There are 6 functions available for use in the IO Graphs:
- SUM(*) – Adds up and plots the value of a field for all instances in the tick interval
- MIN(*) – Plots the minimum value seen for that field in the tick interval
- AVG(*) – Plots the average value seen for that field in the tick interval
- MAX(*) – Plots the maximum value seen for that field in the tick interval
- COUNT(*) – Counts the number of occurrences of the field seen during a tick interval
- LOAD(*) – Used for response time graphs
Let’s look at a few of these functions in action.
Min(), Avg(), and Max() Function Example
For the first example we’ll look at the minimum, average, and maximum times between frames that are sent. This is useful to see latency between individual frames/packets. We can combine these functions with the filter ‘frame.time_delta’ to get a visual representation of time between frames and make increases in round trip latency more visible. If you were looking at a capture that contained multiple conversations between different hosts and wanted to focus on only one pair of hosts you could combine the ‘frame.time_delta’ filter with the source and destination hosts in a filter like ‘ip.addr==x.x.x.x && ip.addr==y.y.y.y’. I’ll use this in the example below:
Here’s a breakdown of what we did:
- Set the Y-Axis Unit to “Advanced” to make the Calculation fields visible. If you don’t set this you’ll never see the option to perform calculations.
- The time interval for the x-axis is 1 second, so each bar you see on the graph represents the calculations for that 1 second interval
- Filtered on only the HTTP communication between two specific IP addresses using the filter ‘(ip.addr==192.168.1.4 && ip.addr==188.8.131.52) && http’
- Used three different graphs each with a different calculation – Min(),Avg(), and Max()
- Applied each calculation on the filter criteria ‘frame.time_delta’Set the style to ‘FBar’ because it helps display the data the best
- Set the style to ‘FBar’ because it displays the data nicely
Looking at the graph we can see that at 90 seconds the MAX frame.delta_time for traffic in the capture was almost .7 seconds, which is pretty awful and a result of the latency and packet loss I introduced to this example. If we wanted to zoom into that specific frame and see what was going on we can just click on the point in the graph and it will jump to that frame in the window in the background, which is frame #1003 in the capture if you are looking at the capture. This capture had latency and packet loss purposely introduced to exaggerate the types of data you might be able to gather from these graphs but apply to any type of capture you are troubleshooting. If you see relatively low average times between frames and then a sudden jump at one point in time you can click that frame and narrow in to see what happened at that point in time.
Count() Function Example
The count() function is useful for graphing some of the TCP analysis flags that we looked at in the first blog post such as retransmissions. Here’s a sample graph:
Sum() Function Examples
The Sum() function adds up the value of a field. Two common use cases for this are to look at the amount of TCP data in a capture and to examine TCP sequence numbers. Let’s look at the TCP length example first. We’ll setup two graphs, one using the client IP 192.168.1.4 as the source, and the other using the client IP as a destination. For each graph we will apply the Sum() function with the tcp.len filter. By breaking these out into two different graphs we can see the amount of data traveling in a single direction.
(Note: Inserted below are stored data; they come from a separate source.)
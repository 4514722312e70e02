// Copyright 2023-5 Seth Pendergrass. See LICENSE.

//! Metadata reading via `ExifTool`.

use std::{
  ffi::OsStr,
  path::{Path, PathBuf},
  process::Command,
};

use serde_json::{Map, Value};

use super::MetadataReader;
use crate::prim::{RawMetadata, TagValue};

/// `-n` keeps values machine-readable (e.g. `N` rather than `North`, EXIF's
/// own date format), `-json` for parsing with `serde_json`.
const READ_ARGS: [&str; 3] = ["-n", "-json", "-EXIF:all"];

/// Minimum supported (tested) version of `ExifTool`.
const EXIFTOOL_MIN_VERSION: (u32, u32) = (12, 0);

/// Reads metadata by running `ExifTool` once per file.
pub struct ExifToolReader {
  program: PathBuf,
}

impl ExifToolReader {
  pub fn new(program: impl Into<PathBuf>) -> Self {
    Self {
      program: program.into(),
    }
  }
}

impl MetadataReader for ExifToolReader {
  fn read(&self, path: &Path) -> Result<RawMetadata, String> {
    let mut args = Vec::from(READ_ARGS.map(OsStr::new));
    args.push(path.as_os_str());

    let stdout = run_exiftool(&self.program, args)?;
    log::trace!("{}:\n{}", path.display(), String::from_utf8_lossy(&stdout));

    let mut files = parse_vec(&stdout)?;
    if files.is_empty() {
      return Ok(RawMetadata::default());
    }

    Ok(to_raw_metadata(files.swap_remove(0)))
  }
}

/// Check that `ExifTool` is present and new enough.
pub fn exiftool_check(program: &Path) -> Result<(), String> {
  version_check(
    &run_exiftool(program, ["-ver"])?,
    EXIFTOOL_MIN_VERSION,
  )
}

/// Runs `ExifTool` with `args`, returning stdout.
fn run_exiftool<I: IntoIterator<Item = S>, S: AsRef<OsStr>>(
  program: &Path,
  args: I,
) -> Result<Vec<u8>, String> {
  let mut cmd = Command::new(program);
  cmd.args(args);

  let output = cmd.output().map_err(|e| {
    format!(
      "ExifTool failed to run.\nArgs:\n{}\nError:\n{e}",
      cmd
        .get_args()
        .collect::<Vec<_>>()
        .join(OsStr::new(" "))
        .display(),
    )
  })?;

  if !output.status.success() {
    return Err(format!(
      "ExifTool did not run successfully.\nArgs:\n{}\nstderr:\n{}",
      cmd
        .get_args()
        .collect::<Vec<_>>()
        .join(OsStr::new(" "))
        .display(),
      String::from_utf8_lossy(&output.stderr)
    ));
  }

  Ok(output.stdout)
}

/// Parses `ExifTool`'s JSON-formatted output: one object per file.
fn parse_vec(metadata: &[u8]) -> Result<Vec<Map<String, Value>>, String> {
  // `serde_json` doesn't handle the empty case.
  if metadata.is_empty() {
    return Ok(Vec::new());
  }

  serde_json::from_slice(metadata).map_err(|e| {
    format!(
      "Failed to parse ExifTool output as metadata ({e}).\nstdout:\n{}",
      String::from_utf8_lossy(metadata)
    )
  })
}

/// Converts one file's JSON object into `RawMetadata`.
///
/// With `-n`, `ExifTool` has already combined `GPSLatitude` & `GPSLongitude`
/// into unsigned decimal degrees. These become `[degrees, 0, 0]` so they are
/// handled like any other DMS triple.
fn to_raw_metadata(tags: Map<String, Value>) -> RawMetadata {
  let mut metadata = RawMetadata::default();

  for (tag, value) in tags {
    if tag == "SourceFile" {
      continue;
    }

    let Some(value) = convert_value(value) else {
      log::trace!("Skipping {tag}.");
      continue;
    };

    if tag.starts_with("GPS") {
      let value = match (tag.as_str(), value) {
        ("GPSLatitude" | "GPSLongitude", TagValue::Reals(reals)) if reals.len() == 1 => {
          TagValue::Reals(vec![reals[0], 0.0, 0.0])
        }
        #[allow(clippy::cast_precision_loss)]
        ("GPSLatitude" | "GPSLongitude", TagValue::Integers(ints)) if ints.len() == 1 => {
          TagValue::Reals(vec![ints[0] as f64, 0.0, 0.0])
        }
        (_, value) => value,
      };
      metadata.insert_gps(tag, value);
    } else {
      metadata.insert(tag, value);
    }
  }

  metadata
}

fn convert_value(value: Value) -> Option<TagValue> {
  let converted = match value {
    Value::String(s) => TagValue::Text(s),
    Value::Bool(b) => TagValue::Text(b.to_string()),
    Value::Number(n) => {
      if let Some(i) = n.as_i64() {
        TagValue::Integers(vec![i])
      } else {
        TagValue::Reals(vec![n.as_f64()?])
      }
    }
    Value::Array(values) => {
      let reals = values.iter().map(Value::as_f64).collect::<Option<Vec<_>>>();
      match reals {
        Some(reals) => TagValue::Reals(reals),
        None => TagValue::Text(
          values
            .iter()
            .map(|v| v.as_str().map_or_else(|| v.to_string(), str::to_string))
            .collect::<Vec<_>>()
            .join(" "),
        ),
      }
    }
    Value::Object(map) => TagValue::Nested(to_raw_metadata(map)),
    Value::Null => return None,
  };

  Some(converted)
}

/// Returns whether `version` is as new or newer than `version_required_min`,
/// where `version` is from `ExifTool`'s stdout.
fn version_check(version: &[u8], version_required_min: (u32, u32)) -> Result<(), String> {
  let version = String::from_utf8_lossy(version);
  let Some((major, minor)) = version.trim().split_once('.') else {
    return Err(format!("Unexpected ExifTool version string: \"{version}\""));
  };

  let major = major.parse::<u32>();
  let minor = minor.parse::<u32>();
  let (Ok(major), Ok(minor)) = (major, minor) else {
    return Err(format!("Unexpected ExifTool version: {version}"));
  };

  if major > version_required_min.0
    || (major == version_required_min.0 && minor >= version_required_min.1)
  {
    Ok(())
  } else {
    Err(format!(
      "ExifTool version {major}.{minor} is too old (needs {}.{} or newer).",
      version_required_min.0, version_required_min.1
    ))
  }
}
Looking at the graph we can see that the amount of data going towards the client (ip.dst==192.168.1.4 filter) is much higher than the amount of data coming from the client. This is indicated in the red color of the graph. The black bars show the amount of data traveling from client to server, which is very small in comparison. This makes sense since the client is simply requesting the file and acknowledging data as it receives it, while the server is sending the large file. It’s important to note that if you swapped the order of these graphs, putting the client IP as the destination for graph 1 and the client IP as the source in graph 2 that you might not see all of the correct data when using the ‘FBar’ style for both, because the lower the graph number means that graph ends up in the foreground, covering up any higher graph number.
Now let’s look at the TCP sequence number graph for the sample capture that had packet loss and latency.
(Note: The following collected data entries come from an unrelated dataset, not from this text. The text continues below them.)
// Copyright 2023-5 Seth Pendergrass. See LICENSE.

//! Program setup functions.

use std::io::Write;

use env_logger::Builder;
use log::LevelFilter;

/// Sets up `env_logger` with the format "LEVEL\tmessage" (e.g.
/// "WARN\tsomething went wrong").
///
/// Log levels:
/// Error: Batch failures (bad config, too few images or points).
/// Warn: Photos left out of the route, out-of-range positions.
/// Info: General program flow.
/// Debug: Per-photo decisions.
/// Trace: Raw reader output.
pub fn configure_logging(verbosity: u8) {
  let level = match verbosity {
    0 => LevelFilter::Info,
    1 => LevelFilter::Debug,
    _ => LevelFilter::Trace,
  };

  Builder::new()
    .filter_level(level)
    .format(|buf, record| {
      let style = buf.default_level_style(record.level());
      writeln!(buf, "{style}{}{style:#}\t{}", record.level(), record.args())
    })
    .init();
}
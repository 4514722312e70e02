// Copyright 2023-5 Seth Pendergrass. See LICENSE.

//! A geocoded photo, and how a set of them is put in route order.

use std::cmp::Ordering;

use chrono::NaiveDateTime;
use serde::{Deserialize, Serialize, Serializer};

use super::DecimalCoordinate;

/// Date & time format used when handing timestamps to renderers.
pub const POINT_DATETIME_FMT: &str = "%Y-%m-%dT%H:%M:%S";

/// One geocoded photo. Photos without a coordinate never become a point.
#[derive(Clone, Debug, PartialEq, Serialize)]
pub struct PhotoPoint {
  pub filename:  String,
  pub latitude:  f64,
  pub longitude: f64,
  #[serde(serialize_with = "serialize_timestamp")]
  pub timestamp: Option<NaiveDateTime>,
}

impl PhotoPoint {
  pub fn new(
    filename: impl Into<String>,
    coordinate: DecimalCoordinate,
    timestamp: Option<NaiveDateTime>,
  ) -> Self {
    Self {
      filename: filename.into(),
      latitude: coordinate.latitude,
      longitude: coordinate.longitude,
      timestamp,
    }
  }

  pub fn coordinate(&self) -> DecimalCoordinate {
    DecimalCoordinate {
      latitude:  self.latitude,
      longitude: self.longitude,
    }
  }
}

/// Where points without a capture time go in the route.
#[derive(Clone, Copy, Debug, Default, PartialEq, Eq, Deserialize, clap::ValueEnum)]
#[serde(rename_all = "snake_case")]
pub enum MissingTimestamps {
  /// Before every timestamped point.
  #[default]
  First,
  /// After every timestamped point.
  Last,
}

/// Sorts `points` by timestamp, ascending. Stable, so points with equal (or
/// equally missing) timestamps keep their relative order.
pub fn sort_points(points: &mut [PhotoPoint], missing: MissingTimestamps) {
  points.sort_by(|a, b| compare_timestamps(a.timestamp, b.timestamp, missing));
}

fn compare_timestamps(
  a: Option<NaiveDateTime>,
  b: Option<NaiveDateTime>,
  missing: MissingTimestamps,
) -> Ordering {
  match (a, b, missing) {
    (Some(a), Some(b), _) => a.cmp(&b),
    (None, None, _) => Ordering::Equal,
    (None, Some(_), MissingTimestamps::First) | (Some(_), None, MissingTimestamps::Last) => {
      Ordering::Less
    }
    (None, Some(_), MissingTimestamps::Last) | (Some(_), None, MissingTimestamps::First) => {
      Ordering::Greater
    }
  }
}

#[allow(clippy::ref_option)]
fn serialize_timestamp<S: Serializer>(
  timestamp: &Option<NaiveDateTime>,
  serializer: S,
) -> Result<S::Ok, S::Error> {
  match timestamp {
    Some(t) => serializer.serialize_some(&t.format(POINT_DATETIME_FMT).to_string()),
    None => serializer.serialize_none(),
  }
}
We can see a number of spikes and drops in the graph indicating problems with the TCP transmission. Let’s compare that to a ‘good’ TCP transfer:
In this capture graph we can see a fairly steady increase in the TCP sequence numbers indicating this transfer was fairly smooth without many retransmissions or lost packets.
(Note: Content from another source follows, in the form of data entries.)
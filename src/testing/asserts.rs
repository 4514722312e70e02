// Copyright 2023-5 Seth Pendergrass. See LICENSE.

//! Extra asserts to make tests shorter / more readable.

#[macro_export]
macro_rules! assert_err {
  ($res:expr, $msg:literal) => {{
    let Err(e) = $res else {
      panic!("Unexpected `Ok`.");
    };

    assert!(
      e.contains($msg),
      "Error message did not contain expected substring.\nActual:\n{e}\nExpected:\n{}",
      $msg
    );
  }};
}
// Copyright 2023-5 Seth Pendergrass. See LICENSE.

//! Program configuration, read from
//! `$XDG_CONFIG_HOME/photo_itinerary/config.json` if present.

use std::{
  fs,
  path::{Path, PathBuf},
};

use serde::Deserialize;

use crate::{io::ReaderKind, prim::{self, MissingTimestamps}};

const CONFIG_FILE: &str = "config.json";

/// All fields are optional in the file; missing ones take the defaults below.
#[derive(Debug, Deserialize, PartialEq)]
#[serde(default, deny_unknown_fields)]
pub struct Config {
  /// Fewest images worth building a route from.
  pub min_images:         usize,
  /// Fewest geocoded photos needed to draw a route.
  pub min_points:         usize,
  /// Image file extensions, case-insensitive.
  pub extensions:         Vec<String>,
  /// Capture time tags, highest priority first.
  pub timestamp_tags:     Vec<String>,
  pub missing_timestamps: MissingTimestamps,
  pub reader:             ReaderKind,
  /// `ExifTool` program, for `ReaderKind::Exiftool`.
  pub exiftool:           PathBuf,
  /// Where rendered routes go when no output file is given.
  pub output_dir:         PathBuf,
}

impl Default for Config {
  fn default() -> Self {
    Self {
      min_images:         3,
      min_points:         2,
      extensions:         Vec::from(["jpg".to_string(), "jpeg".to_string()]),
      timestamp_tags:     prim::TIMESTAMP_TAGS.map(str::to_string).to_vec(),
      missing_timestamps: MissingTimestamps::First,
      reader:             ReaderKind::Exif,
      exiftool:           PathBuf::from("exiftool"),
      output_dir:         PathBuf::from("data/output"),
    }
  }
}

impl Config {
  /// Loads from `path` if given, else from the XDG config directory. Falls
  /// back to defaults only if there is no XDG config file.
  pub fn load(path: Option<&Path>) -> Result<Config, String> {
    if let Some(path) = path {
      return Self::from_file(path);
    }

    let xdg_dirs = xdg::BaseDirectories::with_prefix(env!("CARGO_PKG_NAME"));
    match xdg_dirs.find_config_file(CONFIG_FILE) {
      Some(path) => Self::from_file(&path),
      None => {
        log::debug!("No config file found. Using defaults.");
        Ok(Config::default())
      }
    }
  }

  fn from_file(path: &Path) -> Result<Config, String> {
    log::debug!("Reading config from {}.", path.display());

    let contents = fs::read_to_string(path)
      .map_err(|e| format!("{}: Failed to read config ({e}).", path.display()))?;

    Self::from_json(&contents).map_err(|e| format!("{}: {e}", path.display()))
  }

  fn from_json(contents: &str) -> Result<Config, String> {
    let config: Config =
      serde_json::from_str(contents).map_err(|e| format!("Invalid config ({e})."))?;

    if config.min_points < 2 {
      return Err(format!(
        "Invalid config (min_points must be at least 2, got {}).",
        config.min_points
      ));
    }
    if config.extensions.is_empty() {
      return Err("Invalid config (no extensions).".to_string());
    }

    Ok(config)
  }
}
I hope this gave a good overview of the type of advanced graphs you can generate using the built-in Wireshark functions. The filters shown in this post were some of the more common ones and ones that are highlighted in the excellent Wireshark Network Analysis book by Laura Chappell. There are a number of other graphs you could use with the functions, it really comes down to understanding how your data transfer should look in an ideal situation and what types of things you know will be missing or different in a ‘bad’ capture. If you don’t understand the underlying technology like TCP or UDP, it will be difficult to know what to graph and look for when an issue does come up. Let me know if there are any common filters you use with the IO graph feature, and how they have been useful for you.